— ACTION ITEM —
Gather each line in the entries that includes the string "current".

— DATA SHOWN —
((

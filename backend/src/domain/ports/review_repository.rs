//! Port for reviews and helpfulness votes.
use async_trait::async_trait;
use uuid::Uuid;

use crate::domain::{Review, UserId};

use super::define_port_error;

define_port_error! {
    /// Errors raised by review repository adapters.
    pub enum ReviewRepositoryError {
        Connection { message: String } => "review repository connection failed: {message}",
        Query { message: String } => "review repository query failed: {message}",
        /// The reviewer already reviewed the booking.
        DuplicateReview => "booking has already been reviewed",
        /// The user already voted on the review.
        DuplicateVote => "review already marked helpful by this user",
    }
}

#[cfg_attr(test, mockall::automock)]
#[async_trait]
pub trait ReviewRepository: Send + Sync {
    async fn insert(&self, review: &Review) -> Result<(), ReviewRepositoryError>;

    async fn find(&self, review_id: &Uuid) -> Result<Option<Review>, ReviewRepositoryError>;

    /// Reviews of a mentor, newest first.
    async fn for_mentor(&self, mentor_id: &UserId) -> Result<Vec<Review>, ReviewRepositoryError>;

    /// Number of reviews written by a user.
    async fn count_by_reviewer(&self, reviewer_id: &UserId) -> Result<u64, ReviewRepositoryError>;

    /// Record a helpful vote and return the updated count.
    async fn record_helpful(
        &self,
        review_id: &Uuid,
        voter_id: &UserId,
    ) -> Result<i32, ReviewRepositoryError>;
}
impl TotpSecret {
    /// Fresh random secret.
    #[must_use]
    pub fn generate() -> Self {
        let mut bytes = Zeroizing::new(vec![0_u8; SECRET_BYTES]);
        OsRng.fill_bytes(&mut bytes[..]);
        Self(bytes)
    }

    /// Decode an unpadded RFC 4648 base32 secret. Case and spaces are ignored.
    pub fn from_base32(encoded: &str) -> Result<Self, TwoFactorValidationError> {
        let mut bytes = Zeroizing::new(Vec::with_capacity(encoded.len() * 5 / 8));
        let mut buffer: u32 = 0;
        let mut bits = 0;
        for ch in encoded.chars().filter(|c| !c.is_whitespace() && *c != '=') {
            let upper = ch.to_ascii_uppercase();
            let value = BASE32_ALPHABET
                .iter()
                .position(|&b| char::from(b) == upper)
                .ok_or(TwoFactorValidationError::MalformedSecret)?;
            buffer = (buffer << 5) | u32::try_from(value).unwrap_or_default();
            bits += 5;
            if bits >= 8 {
                bits -= 8;
                bytes.push(low_byte(buffer >> bits));
                buffer &= (1 << bits) - 1;
            }
        }
        if bytes.is_empty() {
            return Err(TwoFactorValidationError::MalformedSecret);
        }
        Ok(Self(bytes))
    }

    /// Unpadded base32 text for storage and manual entry.
    ///
    /// # Examples
    /// ```
    /// use mentorship::domain::TotpSecret;
    ///
    /// let secret = TotpSecret::from_base32("GEZDGNBVGY3TQOJQ").unwrap();
    /// assert_eq!(secret.to_base32(), "GEZDGNBVGY3TQOJQ");
    /// ```
    #[must_use]
    pub fn to_base32(&self) -> String {
        let mut out = String::with_capacity(self.0.len().div_ceil(5) * 8);
        let mut buffer: u32 = 0;
        let mut bits = 0;
        for &byte in self.0.iter() {
            buffer = (buffer << 8) | u32::from(byte);
            bits += 8;
            while bits >= 5 {
                bits -= 5;
                out.push(base32_char(buffer >> bits));
            }
            buffer &= (1 << bits) - 1;
        }
        if bits > 0 {
            out.push(base32_char(buffer << (5 - bits)));
        }
        out
    }

    /// Code for a 30-second step counted from the Unix epoch.
    #[must_use]
    pub fn code_at_step(&self, step: i64) -> String {
        let Ok(mut mac) = HmacSha1::new_from_slice(&self.0) else {
            return String::new();
        };
        mac.update(&step.to_be_bytes());
        let digest = mac.finalize().into_bytes();
        let offset = usize::from(digest[digest.len() - 1] & 0x0f);
        let truncated = u32::from_be_bytes([
            digest[offset] & 0x7f,
            digest[offset + 1],
            digest[offset + 2],
            digest[offset + 3],
        ]);
        format!(
            "{:0width$}",
            truncated % 10_u32.pow(TOTP_DIGITS),
            width = TOTP_DIGITS as usize
        )
    }

    /// `otpauth://` URI for authenticator apps.
    #[must_use]
    pub fn provisioning_uri(&self, account: &Email) -> String {
        let label = format!("{TOTP_ISSUER}:{account}");
        let Ok(mut uri) = Url::parse("otpauth://totp/") else {
            return String::new();
        };
        uri.path_segments_mut()
            .map(|mut segments| {
                segments.pop_if_empty().push(&label);
            })
            .ok();
        uri.query_pairs_mut()
            .append_pair("secret", &self.to_base32())
            .append_pair("issuer", TOTP_ISSUER)
            .append_pair("algorithm", "SHA1")
            .append_pair("digits", &TOTP_DIGITS.to_string())
            .append_pair("period", &TOTP_PERIOD_SECONDS.to_string());
        uri.into()
    }
}

impl fmt::Debug for TotpSecret {
    fn fmt(&self, f: &mut fmt::Formatter<'_>) -> fmt::Result {
        f.write_str("TotpSecret(**redacted**)")
    }
}

fn low_byte(value: u32) -> u8 {
    value.to_be_bytes()[3]
}

fn base32_char(value: u32) -> char {
    let index = usize::from(low_byte(value) & 0x1f);
    BASE32_ALPHABET.get(index).map_or('A', |&b| char::from(b))
}

/// Step containing `now`.
#[must_use]
pub fn totp_step(now: DateTime<Utc>) -> i64 {
    now.timestamp().div_euclid(TOTP_PERIOD_SECONDS)
}

/// A code presented as the second factor.
#[derive(Clone, PartialEq, Eq)]
pub enum SecondFactor {
    Totp(Zeroizing<String>),
    Recovery(Zeroizing<String>),
}

impl SecondFactor {
    /// Parse a six-digit authenticator code or an eight-character recovery
    /// code. Spaces and dashes are ignored; recovery codes are case-blind.
    pub fn parse(raw: &str) -> Result<Self, TwoFactorValidationError> {
        let compact: String = raw
            .chars()
            .filter(|c| !c.is_whitespace() && *c != '-')
            .collect();
        let digits = TOTP_DIGITS as usize;
        if compact.len() == digits && compact.chars().all(|c| c.is_ascii_digit()) {
            return Ok(Self::Totp(Zeroizing::new(compact)));
        }
        if compact.len() == BACKUP_CODE_LEN && compact.chars().all(|c| c.is_ascii_alphanumeric()) {
            return Ok(Self::Recovery(Zeroizing::new(compact.to_ascii_uppercase())));
        }
        Err(TwoFactorValidationError::MalformedCode)
    }
}

impl fmt::Debug for SecondFactor {
    fn fmt(&self, f: &mut fmt::Formatter<'_>) -> fmt::Result {
        match self {
            Self::Totp(_) => f.write_str("SecondFactor::Totp(**redacted**)"),
            Self::Recovery(_) => f.write_str("SecondFactor::Recovery(**redacted**)"),
        }
    }
}

fn recovery_digest(code: &str) -> String {
    hex::encode(Sha256::digest(code.as_bytes()))
}

/// Fresh recovery codes with the digests to store.
fn recovery_codes() -> (Vec<String>, Vec<String>) {
    let mut rng = OsRng;
    let codes: Vec<String> = (0..BACKUP_CODE_COUNT)
        .map(|_| {
            (0..BACKUP_CODE_LEN)
                .map(|_| char::from(BACKUP_ALPHABET[rng.gen_range(0..BACKUP_ALPHABET.len())]))
                .collect()
        })
        .collect();
    let digests = codes.iter().map(|code| recovery_digest(code)).collect();
    (codes, digests)
}

/// Which factor satisfied a check.
#[derive(Debug, Clone, Copy, PartialEq, Eq)]
pub enum FactorKind {
    Totp,
    Recovery,
}

/// Per-user two-factor state.
///
/// ## Invariants
/// - `enabled` implies `secret` is present.
/// - `last_used_step` only moves forward.
#[derive(Debug, Clone, PartialEq, Eq)]
pub struct TwoFactorSettings {
    pub user_id: UserId,
    pub secret: Option<TotpSecret>,
    pub enabled: bool,
    pub recovery_digests: Vec<String>,
    pub last_used_step: Option<i64>,
    pub confirmed_at: Option<DateTime<Utc>>,
    pub last_used_at: Option<DateTime<Utc>>,
}

impl TwoFactorSettings {
    /// Unconfirmed enrolment holding a new secret.
    #[must_use]
    pub const fn pending(user_id: UserId, secret: TotpSecret) -> Self {
        Self {
            user_id,
            secret: Some(secret),
            enabled: false,
            recovery_digests: Vec::new(),
            last_used_step: None,
            confirmed_at: None,
            last_used_at: None,
        }
    }

    /// Check an authenticator code and burn its step.
    pub fn verify_totp(&mut self, code: &str, now: DateTime<Utc>) -> bool {
        let Some(secret) = &self.secret else {
            return false;
        };
        let current = totp_step(now);
        let floor = self.last_used_step.unwrap_or(i64::MIN);
        let matched = (current - TOTP_SKEW_STEPS..=current + TOTP_SKEW_STEPS)
            .filter(|step| *step > floor)
            .find(|step| secret.code_at_step(*step) == code);
        if let Some(step) = matched {
            self.last_used_step = Some(step);
            self.last_used_at = Some(now);
        }
        matched.is_some()
    }

    /// Spend a recovery code.
    pub fn redeem_recovery(&mut self, code: &str, now: DateTime<Utc>) -> bool {
        let digest = recovery_digest(code);
        let Some(index) = self.recovery_digests.iter().position(|d| *d == digest) else {
            return false;
        };
        self.recovery_digests.remove(index);
        self.last_used_at = Some(now);
        true
    }

    /// Check either factor. Recovery codes only count once enabled.
    pub fn verify(&mut self, factor: &SecondFactor, now: DateTime<Utc>) -> Option<FactorKind> {
        match factor {
            SecondFactor::Totp(code) => self.verify_totp(code, now).then_some(FactorKind::Totp),
            SecondFactor::Recovery(code) => (self.enabled && self.redeem_recovery(code, now))
                .then_some(FactorKind::Recovery),
        }
    }

    /// Turn on two-factor sign-in and issue recovery codes.
    pub fn enable(&mut self, now: DateTime<Utc>) -> Vec<String> {
        self.enabled = true;
        self.confirmed_at = Some(now);
        self.regenerate_recovery_codes()
    }

    /// Replace every recovery code.
    pub fn regenerate_recovery_codes(&mut self) -> Vec<String> {
        let (codes, digests) = recovery_codes();
        self.recovery_digests = digests;
        codes
    }

    /// Summary safe to show the account owner.
    #[must_use]
    pub fn status(&self) -> TwoFactorStatus {
        TwoFactorStatus {
            enabled: self.enabled,
            confirmed_at: self.confirmed_at,
            last_used_at: self.last_used_at,
            recovery_codes_remaining: self.recovery_digests.len(),
        }
    }
}

/// Two-factor summary for the account owner.
#[derive(Debug, Clone, Default, PartialEq, Eq)]
pub struct TwoFactorStatus {
    pub enabled: bool,
    pub confirmed_at: Option<DateTime<Utc>>,
    pub last_used_at: Option<DateTime<Utc>>,
    pub recovery_codes_remaining: usize,
}

/// Secret handed to the user while enrolling.
#[derive(Debug, Clone, PartialEq, Eq)]
pub struct TwoFactorEnrolment {
    pub secret: String,
    pub otpauth_uri: String,
}

/// Pending second step of a password login.
#[derive(Debug, Clone, PartialEq, Eq)]
pub struct LoginChallenge {
    pub digest: TokenDigest,
    pub user_id: UserId,
    pub attempts: i32,
    pub expires_at: DateTime<Utc>,
}

impl LoginChallenge {
    /// True while codes may still be tried.
    #[must_use]
    pub fn is_open_at(&self, now: DateTime<Utc>) -> bool {
        self.attempts < CHALLENGE_MAX_ATTEMPTS && now < self.expires_at
    }

    #[must_use]
    pub const fn attempts_remaining(&self) -> i32 {
        let left = CHALLENGE_MAX_ATTEMPTS - self.attempts;
        if left < 0 { 0 } else { left }
    }
}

))

— OUTPUT FOR THIS EXERCISE —
        let current = totp_step(now);
        let matched = (current - TOTP_SKEW_STEPS..=current + TOTP_SKEW_STEPS)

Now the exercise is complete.